Customs, Excise and Services Tax Appellate Tribunal (CESTAT): Suvendu Kumar Pati (Judicial Member) allowed an appeal filed against the rejection of refund claim on Service Tax paid for the construction of residential complex before 30-06-2012 on the ground that appellant had failed to establish that it comprised of less than 12 residential units so as to be covered under exemption clause.

Appellant had sought for refund of Rs 45,13,475 for the period between October, 2011 and March, 2012 for the service category of “construction of complex service – residential complex” classifiable under Section 65 (91a) of the Finance Act, 1994 but was issued with deficiency memo and show-cause notice on several grounds that were ultimately adjudicated by the Assistant Commissioner of Service Tax resulting in rejection of its refund claim. It was confirmed in the appeal before the Commissioner (Appeals). Thus, the instant appeal was filed.

The counsel for the appellant, Mr Mahesh Raichandani submitted that sufficient documents had been placed on record before the Commissioner (Appeals), which had been acknowledged in his order which would establish that the residential complex consisted of 9 residential units only. He further submitted that the BMC approval plan concerning description of parking area wherein it has been clearly mentioned that total number of units were 9.
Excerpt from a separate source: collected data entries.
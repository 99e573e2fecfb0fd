//! Derived view pipeline: search → sort → paginate.
//!
//! Every query recomputes the page from the current rows, columns and
//! [`ViewState`]. Nothing is cached between calls and nothing here writes
//! to the store.
//!
//! ```text
//! rows ──▶ filter (visible columns) ──▶ stable sort ──▶ slice [page * n, +n)
//! ```

use deunicode::deunicode;
use serde::{Deserialize, Serialize};
use std::cmp::Ordering;

use crate::config::DEFAULT_ROWS_PER_PAGE;
use crate::models::{CellValue, Column, Row, SortDirection};

/// Search, sort, pagination and edit-mode settings.
#[derive(Debug, Clone, PartialEq, Serialize, Deserialize)]
#[serde(rename_all = "camelCase")]
pub struct ViewState {
    pub search_term: String,
    pub sort_field: Option<String>,
    pub sort_direction: SortDirection,
    pub page: usize,
    pub rows_per_page: usize,
    pub editing_rows: Vec<String>,
}

impl Default for ViewState {
    fn default() -> Self {
        Self {
            search_term: String::new(),
            sort_field: None,
            sort_direction: SortDirection::Asc,
            page: 0,
            rows_per_page: DEFAULT_ROWS_PER_PAGE,
            editing_rows: Vec::new(),
        }
    }
}

/// One page of the derived view.
#[derive(Debug, Clone, PartialEq, Serialize)]
#[serde(rename_all = "camelCase")]
pub struct ViewPage {
    /// Rows on this page, in display order.
    pub rows: Vec<Row>,
    /// Number of rows that passed the search filter.
    pub total: usize,
    pub page: usize,
    pub rows_per_page: usize,
    pub page_count: usize,
}

impl ViewPage {
    /// True when the requested page starts past the filtered rows.
    ///
    /// The pipeline never clamps; callers use this to move back.
    pub fn is_out_of_range(&self) -> bool {
        self.page > 0 && self.page.saturating_mul(self.rows_per_page) >= self.total
    }
}

// =============================================================================
// Column projection
// =============================================================================

/// Visible columns ordered by `order`, ties kept in collection order.
pub fn visible_columns(columns: &[Column]) -> Vec<&Column> {
    let mut visible: Vec<&Column> = columns.iter().filter(|c| c.visible).collect();
    visible.sort_by_key(|c| c.order);
    visible
}

// =============================================================================
// Stages
// =============================================================================

/// Keep rows where any visible column contains `term`, ignoring case.
///
/// An empty term keeps every row.
pub fn filter_rows<'a>(rows: &'a [Row], visible: &[&Column], term: &str) -> Vec<&'a Row> {
    if term.is_empty() {
        return rows.iter().collect();
    }
    let needle = term.to_lowercase();
    rows.iter()
        .filter(|row| {
            visible.iter().any(|column| {
                row.value_for(column)
                    .to_string()
                    .to_lowercase()
                    .contains(&needle)
            })
        })
        .collect()
}

/// Compare two cells: numerically when both are numbers, otherwise with
/// [`compare_text`].
pub fn compare_values(a: &CellValue, b: &CellValue) -> Ordering {
    match (a.as_number(), b.as_number()) {
        (Some(x), Some(y)) => x.partial_cmp(&y).unwrap_or(Ordering::Equal),
        _ => compare_text(&a.to_string(), &b.to_string()),
    }
}

/// Dictionary order for display text.
///
/// Base letters decide first, with accents and case folded away, so
/// `Émile` sorts between `adam` and `Zoe`. Accents break remaining ties
/// (`emile` before `émile`); case alone never does.
pub fn compare_text(a: &str, b: &str) -> Ordering {
    let (a, b) = (a.to_lowercase(), b.to_lowercase());
    deunicode(&a).cmp(&deunicode(&b)).then_with(|| a.cmp(&b))
}

/// Stable sort by one field.
///
/// `columns` supplies the typed default for rows that lack the field.
pub fn sort_rows(rows: &mut [&Row], columns: &[Column], field: &str, direction: SortDirection) {
    let column = columns.iter().find(|c| c.field == field);
    let key = |row: &Row| match column {
        Some(column) => row.value_for(column),
        None => row.value(field),
    };

    rows.sort_by(|a, b| {
        let ordering = compare_values(&key(*a), &key(*b));
        match direction {
            SortDirection::Asc => ordering,
            SortDirection::Desc => ordering.reverse(),
        }
    });
}

/// Slice `[page * rows_per_page, +rows_per_page)`, empty when past the end.
pub fn paginate<T>(items: &[T], page: usize, rows_per_page: usize) -> &[T] {
    let start = page.saturating_mul(rows_per_page);
    if start >= items.len() {
        return &[];
    }
    let end = start.saturating_add(rows_per_page).min(items.len());
    &items[start..end]
}

/// Run the whole pipeline for one query.
pub fn derive_view(rows: &[Row], columns: &[Column], state: &ViewState) -> ViewPage {
    let visible = visible_columns(columns);
    let mut matched = filter_rows(rows, &visible, &state.search_term);

    if let Some(ref field) = state.sort_field {
        sort_rows(&mut matched, columns, field, state.sort_direction);
    }

    let total = matched.len();
    let page_rows = paginate(&matched, state.page, state.rows_per_page)
        .iter()
        .map(|row| (*row).clone())
        .collect();

    ViewPage {
        rows: page_rows,
        total,
        page: state.page,
        rows_per_page: state.rows_per_page,
        page_count: page_count(total, state.rows_per_page),
    }
}

/// Number of pages needed for `total` rows.
pub fn page_count(total: usize, rows_per_page: usize) -> usize {
    if rows_per_page == 0 {
        0
    } else {
        total.div_ceil(rows_per_page)
    }
}

// =============================================================================
// Tests
// =============================================================================
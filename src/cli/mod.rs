//! CLI support for the attribute calculator
//!
//! Provides programmatic access to the `attrcalc` commands so a hosting
//! device server can reuse them for its command-response channel.

mod check;
mod convert;
mod docs;
mod eval;

pub use check::{TreeFormat, TreeOptions, execute_check, execute_tree};
pub use convert::values_from_json;
pub use docs::{DocCategory, get_doc_category, get_docs_overview};
pub use eval::{EvalOptions, execute_eval};

use std::io;

/// Errors that can occur during CLI operations
#[derive(Debug, thiserror::Error)]
pub enum CliError {
    /// Syntax error in the expression
    #[error("Syntax error: {0}")]
    Parse(#[from] crate::ParseError),
    /// Evaluation error
    #[error("Evaluation error: {0}")]
    Eval(#[from] crate::EvalError),
    /// Attribute values are not valid JSON
    #[error("Invalid JSON: {0}")]
    Json(#[from] serde_json::Error),
    /// Attribute values JSON has the wrong shape
    #[error("Invalid attribute values: {0}")]
    InvalidValues(String),
    /// IO error
    #[error("IO error: {0}")]
    Io(#[from] io::Error),
    /// Expression references attributes but no values were given
    #[error("No attribute values provided. Use --values or pipe a JSON object to stdin.")]
    NoInput,
    /// Unknown documentation category
    #[error("Unknown category: '{0}'\nRun 'attrcalc docs' to see available categories.")]
    UnknownCategory(String),
}
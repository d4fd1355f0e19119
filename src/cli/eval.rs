//! Evaluate expressions against attribute values given as JSON

use std::collections::BTreeMap;

use super::{CliError, values_from_json};
use crate::{Evaluator, parse_expression};

/// Options for the eval command
#[derive(Debug, Clone, Default)]
pub struct EvalOptions {
    /// The expression to evaluate
    pub expression: String,
    /// JSON object of attribute values
    pub values: Option<String>,
}

/// Parse and evaluate an expression.
///
/// Values are only required when the expression references attributes.
pub fn execute_eval(options: &EvalOptions) -> Result<f64, CliError> {
    let expr = parse_expression(&options.expression)?;

    let values = match &options.values {
        Some(json) => values_from_json(json)?,
        None if expr.attributes().is_empty() => BTreeMap::new(),
        None => return Err(CliError::NoInput),
    };

    tracing::debug!(
        attributes = expr.attributes().len(),
        provided = values.len(),
        "evaluating expression"
    );

    let value = Evaluator::new(values).evaluate(&expr)?;
    Ok(value)
}
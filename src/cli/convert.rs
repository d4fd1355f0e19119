//! JSON -> attribute value conversion

use std::collections::BTreeMap;

use super::CliError;

/// Read attribute values from a JSON object of `"path": number` pairs.
///
/// Numeric strings are accepted too, since some control systems report
/// scalars as text.
pub fn values_from_json(json: &str) -> Result<BTreeMap<String, f64>, CliError> {
    let value: serde_json::Value = serde_json::from_str(json)?;

    let serde_json::Value::Object(obj) = value else {
        return Err(CliError::InvalidValues(
            "expected a JSON object mapping attribute paths to numbers".to_string(),
        ));
    };

    obj.into_iter()
        .map(|(path, v)| {
            let number = match &v {
                serde_json::Value::Number(n) => n.as_f64(),
                serde_json::Value::String(s) => s.trim().parse::<f64>().ok(),
                _ => None,
            };
            match number {
                Some(n) => Ok((path, n)),
                None => Err(CliError::InvalidValues(format!(
                    "value for '{path}' is not a number: {v}"
                ))),
            }
        })
        .collect()
}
The Tribunal framed three main issues first being non-establishment of number of units by the appellant that was cited as the main ground in the Order-in-Appeal in which they opined that meeting the requirement of law, which was the paramount consideration for establishment of tax liability, need not necessarily be made a ground in the show-cause notice since everyone is presumed to know the law/rules governing the affair of the State. In the second issue which mentioned that Commissioner (Appeals) had not dealt with the issue of unjust enrichment, the Tribunal stated that it had been adequately dealt by Commissioner (Appeals) who after going through the case record, had noted that customers were not charged Service Tax for Bandra unit. In order to decide the establishment of construction of less than 12 units by the appellant in the disputed complex, the Tribunal reproduced a relevant portion of the order passed by the Commissioner (Appeals),

            “The appellants have produced voluminous documents in this regard viz. agreement copy of customer, title certificate, Commencement certificate, Occupation certificate, copy of letter towards submission under protest and paid challan copy, Service Tax returns, Architect certificate and BMC approved plan. However, from all these documents, there is no way of knowing whether the complex consists of only 9 residential units. The approved plan shows that there are 13 floors with two refuge floors. It has not specified the number of flats in each floor or whether there is any other wing in the same complex. In absence of such information, it is not feasible to arrive at a conclusive finding that the complex indeed had less than 12 residential units and that the appellants have rightly claimed refund.”

The Tribunal while allowing the appeal held that because of availability of 13 floors, Commissioner (Appeals) had failed to reach a conclusion that the complex had less than 12 residential units to admit refund as the said was not taxable, however going by the Architect certificate, floor plan referred to and the full occupation certificate issued by the Executive Engineer (building proposal) of the Municipal Corporation clearly indicates that the complex comprised of 9 residential units, taking each duplex to be counted as one unit and the appellant was entitled to refund. [Man Infraprojects Ltd. v. Commr. of CGST, 2020 SCC OnLine CESTAT 372, decided on 09-12-2020]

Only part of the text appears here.